TASK ITEM:
Wherever a line in the records below contains "impl", copy that line.

Stored data entries:
-- Opening Marker --

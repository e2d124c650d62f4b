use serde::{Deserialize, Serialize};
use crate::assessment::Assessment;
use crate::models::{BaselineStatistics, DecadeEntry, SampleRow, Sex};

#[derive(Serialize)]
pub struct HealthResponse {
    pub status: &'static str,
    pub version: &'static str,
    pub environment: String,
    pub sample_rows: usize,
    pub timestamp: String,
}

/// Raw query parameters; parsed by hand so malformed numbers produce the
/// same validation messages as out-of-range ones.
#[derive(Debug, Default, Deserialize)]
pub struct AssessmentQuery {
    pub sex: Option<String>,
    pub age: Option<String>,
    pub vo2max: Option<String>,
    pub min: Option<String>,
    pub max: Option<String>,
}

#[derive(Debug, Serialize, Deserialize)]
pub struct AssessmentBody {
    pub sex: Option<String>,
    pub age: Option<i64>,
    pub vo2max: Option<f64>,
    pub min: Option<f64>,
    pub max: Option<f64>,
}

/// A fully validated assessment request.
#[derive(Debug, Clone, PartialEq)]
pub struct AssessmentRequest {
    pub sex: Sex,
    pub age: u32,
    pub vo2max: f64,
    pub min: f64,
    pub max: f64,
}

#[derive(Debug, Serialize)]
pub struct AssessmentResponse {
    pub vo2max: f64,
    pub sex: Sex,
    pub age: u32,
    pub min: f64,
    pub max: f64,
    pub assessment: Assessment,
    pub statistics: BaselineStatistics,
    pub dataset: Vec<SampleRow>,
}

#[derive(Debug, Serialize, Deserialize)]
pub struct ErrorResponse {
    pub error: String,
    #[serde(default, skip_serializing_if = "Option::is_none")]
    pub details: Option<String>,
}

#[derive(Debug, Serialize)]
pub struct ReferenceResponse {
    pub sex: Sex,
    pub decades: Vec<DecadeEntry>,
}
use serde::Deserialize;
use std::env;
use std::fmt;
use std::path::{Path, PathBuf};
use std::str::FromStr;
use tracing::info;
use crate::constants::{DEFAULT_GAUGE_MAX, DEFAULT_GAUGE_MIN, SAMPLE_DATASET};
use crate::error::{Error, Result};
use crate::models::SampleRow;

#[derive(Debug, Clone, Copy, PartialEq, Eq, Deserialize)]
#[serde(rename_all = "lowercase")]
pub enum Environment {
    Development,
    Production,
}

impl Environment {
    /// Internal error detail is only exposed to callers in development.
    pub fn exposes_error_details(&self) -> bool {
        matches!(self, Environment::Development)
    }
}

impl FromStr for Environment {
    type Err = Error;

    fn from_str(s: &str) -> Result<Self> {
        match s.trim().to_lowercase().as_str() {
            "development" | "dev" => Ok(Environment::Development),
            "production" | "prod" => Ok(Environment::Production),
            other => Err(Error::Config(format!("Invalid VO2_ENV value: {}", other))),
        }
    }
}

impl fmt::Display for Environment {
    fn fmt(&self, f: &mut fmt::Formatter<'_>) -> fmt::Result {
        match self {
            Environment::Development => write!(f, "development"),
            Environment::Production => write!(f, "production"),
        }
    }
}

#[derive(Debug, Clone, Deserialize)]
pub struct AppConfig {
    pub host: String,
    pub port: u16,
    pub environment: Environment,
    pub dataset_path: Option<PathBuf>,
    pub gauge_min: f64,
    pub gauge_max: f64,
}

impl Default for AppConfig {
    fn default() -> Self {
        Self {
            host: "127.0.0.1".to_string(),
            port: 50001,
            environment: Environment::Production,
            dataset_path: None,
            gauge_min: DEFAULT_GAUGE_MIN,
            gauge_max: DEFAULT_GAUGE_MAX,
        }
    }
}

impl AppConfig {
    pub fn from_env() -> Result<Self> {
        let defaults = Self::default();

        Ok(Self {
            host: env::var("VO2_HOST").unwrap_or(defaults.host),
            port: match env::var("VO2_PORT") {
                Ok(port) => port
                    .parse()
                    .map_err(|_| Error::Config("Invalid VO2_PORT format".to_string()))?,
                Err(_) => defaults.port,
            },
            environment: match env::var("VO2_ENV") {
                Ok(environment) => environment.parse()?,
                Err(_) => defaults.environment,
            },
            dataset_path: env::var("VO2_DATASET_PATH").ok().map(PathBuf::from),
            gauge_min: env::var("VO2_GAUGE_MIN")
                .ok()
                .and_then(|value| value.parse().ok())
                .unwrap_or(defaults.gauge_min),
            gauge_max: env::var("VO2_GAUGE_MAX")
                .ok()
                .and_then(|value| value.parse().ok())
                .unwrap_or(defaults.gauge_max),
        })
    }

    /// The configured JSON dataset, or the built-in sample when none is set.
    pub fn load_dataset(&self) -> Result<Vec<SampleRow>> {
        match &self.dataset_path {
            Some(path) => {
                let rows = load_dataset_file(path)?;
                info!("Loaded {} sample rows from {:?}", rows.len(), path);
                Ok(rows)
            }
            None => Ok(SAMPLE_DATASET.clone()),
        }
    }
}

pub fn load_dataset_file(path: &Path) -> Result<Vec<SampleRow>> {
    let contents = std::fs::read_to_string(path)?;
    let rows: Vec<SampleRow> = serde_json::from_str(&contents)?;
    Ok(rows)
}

-- Closing Marker --

FINAL ANSWER:
impl Environment {
impl FromStr for Environment {
impl fmt::Display for Environment {
impl Default for AppConfig {
impl AppConfig {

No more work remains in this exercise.